Gym Junkie Mice May Stimulate New Treatments for Dementia

Feb, 2022 - by CMI

A new study revealed that exercise can stimulate the release of anti-inflammatory molecules that can improve brain health.

 

A new Stanford University study that focuses on a single anti-inflammatory protein found that the ant-inflammatory protein, which helps in improving common health conditions, increases in the blood with consistent physical activity, resulting in a new type of drug that prevents neurodegeneration and cognitive decline. Tony Wyss Coray, a professor of neurological sciences along with a team of scientists at Stanford University, almost a decade ago, discovered that injecting blood from young mice into old mice improve the cognitive abilities of aged animals. Based on the study, Wyss-Coray and his team presumed that the increased clusterin plasma level in human subjects with Alzheimer’s can act as a compensatory mechanism – a process used to offset cognitive weakness. The mechanism then raises the level of clusterin in the body to suppress other inflammatory mechanisms associated with neurodegeneration.

 

The researchers first examined three groups of mice, where one group was allowed to ride on running wheels for a month, the other group’s exercise bike was locked for the same duration. A month later, researchers found that exercising mice had more hippocampal neurons than sitting mice. The third group of mice was hospitalized for one month and provided plasma transfusions from both exercised and sedentary mice. It was then observed that the group of mice who received the blood of runner mice performed better in cognitive tests than animals that received the blood of mice with no exercise.

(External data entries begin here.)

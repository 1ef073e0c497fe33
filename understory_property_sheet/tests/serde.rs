// Copyright 2025 the Understory Authors
// SPDX-License-Identifier: Apache-2.0 OR MIT

//! Tests for serialization of snapshots.

#![cfg(feature = "serde")]

use understory_property_sheet::{
    Editability, PropertySnapshot, Time, TimeProperty, TrueFalseProperty,
};

#[test]
fn time_serializes_as_total_seconds() {
    let time = Time::new(1, 1, 1).unwrap();
    assert_eq!(serde_json::to_string(&time).unwrap(), "3661");
    assert_eq!(serde_json::from_str::<Time>("3661").unwrap(), time);
    assert!(serde_json::from_str::<Time>("99999999999999").is_err());
}

#[test]
fn snapshot_round_trip_restores_property() {
    let timer = TimeProperty::new("Timer", Time::from_total_seconds(90));
    timer.set_description("Countdown");
    timer.set_editability(Editability::Action);

    let json = serde_json::to_string(&timer.snapshot()).unwrap();
    let restored = TimeProperty::new("", Time::ZERO);
    let snapshot: PropertySnapshot<Time> = serde_json::from_str(&json).unwrap();
    restored.restore(snapshot);

    assert_eq!(restored.snapshot(), timer.snapshot());
    assert_eq!(restored.value_text(), "00:01:30");
}

#[test]
fn snapshot_field_names() {
    let flag = TrueFalseProperty::new("Wrap", true, "On", "Off");
    let value = serde_json::to_value(flag.snapshot()).unwrap();
    assert_eq!(value["name"], "Wrap");
    assert_eq!(value["value"], true);
    assert_eq!(value["enabled"], true);
    assert_eq!(value["editability"], "Edit");
}
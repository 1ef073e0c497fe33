// Copyright 2025 the Understory Authors
// SPDX-License-Identifier: Apache-2.0 OR MIT

//! Error types.
//!
//! Configuration problems are reported through [`Error`] when a property is
//! built. Problems pushing a value into one widget are reported as a
//! [`ViewFault`], which the synchronization layer logs and recovers from by
//! skipping that widget.

/// A property could not be constructed from the given configuration.
///
/// All variants are configuration errors: they are raised at construction time
/// and never while values are being synchronized.
#[derive(Clone, Debug, PartialEq, Eq, thiserror::Error)]
#[non_exhaustive]
pub enum Error {
    /// A choice property has no candidates and no fallback value to select.
    #[error("choice property needs at least one candidate or a fallback value")]
    EmptyChoices,
    /// Counter bounds do not satisfy `minimum <= default <= maximum`.
    #[error(
        "counter bounds must satisfy minimum <= default <= maximum (got {minimum}, {default}, {maximum})"
    )]
    InvalidBounds {
        /// The requested minimum.
        minimum: i32,
        /// The requested default.
        default: i32,
        /// The requested maximum.
        maximum: i32,
    },
    /// A limited text property was given a limit of zero characters.
    #[error("character limit must be at least 1")]
    ZeroCharacterLimit,
}

/// A widget model refused a push from its property.
///
/// Faults are local to one widget: the property skips it and keeps the other
/// views synchronized.
#[derive(Copy, Clone, Debug, PartialEq, Eq, thiserror::Error)]
pub enum ViewFault {
    /// The widget is already borrowed, typically because the caller is holding
    /// a reference to it while the property is being updated.
    #[error("widget is busy")]
    Busy,
    /// The value does not fit the widget's numeric range.
    #[error("value {value} is outside the widget range {min}..={max}")]
    OutOfRange {
        /// The rejected value.
        value: i64,
        /// Lowest value the widget accepts.
        min: i64,
        /// Highest value the widget accepts.
        max: i64,
    },
}

/// A total number of seconds does not fit into a [`Time`](crate::Time).
#[derive(Copy, Clone, Debug, PartialEq, Eq, thiserror::Error)]
#[error("{total_seconds} seconds exceeds the largest representable time")]
pub struct TimeOverflow {
    /// The rejected total.
    pub total_seconds: u64,
}

#[cfg(test)]
mod tests {
    use super::*;
    use alloc::string::ToString;

    #[test]
    fn error_messages() {
        let err = Error::InvalidBounds {
            minimum: 5,
            default: 1,
            maximum: 10,
        };
        assert_eq!(
            err.to_string(),
            "counter bounds must satisfy minimum <= default <= maximum (got 5, 1, 10)"
        );
        assert_eq!(
            ViewFault::OutOfRange {
                value: 11,
                min: 0,
                max: 10
            }
            .to_string(),
            "value 11 is outside the widget range 0..=10"
        );
    }

    #[test]
    fn time_overflow_message() {
        let err = TimeOverflow { total_seconds: 42 };
        assert!(err.to_string().starts_with("42 seconds"));
    }
}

This new study found that most of the protein differences between the two types of mouse blood are associated with the inflammatory process and in particular, clusterin appeared to play an important anti-inflammatory role in reducing brain inflammation.

 

Wyss-Coray does not suggest that clusterin itself may be a future treatment for cognitive decline. Instead, he speculates that further research on the exercise-inducing protein in the brain could influence the development of new molecules that specifically seize the control of this mechanism. Through this, researchers will have the potential to develop new therapies to prevent cognitive decline and reduce brain inflammation.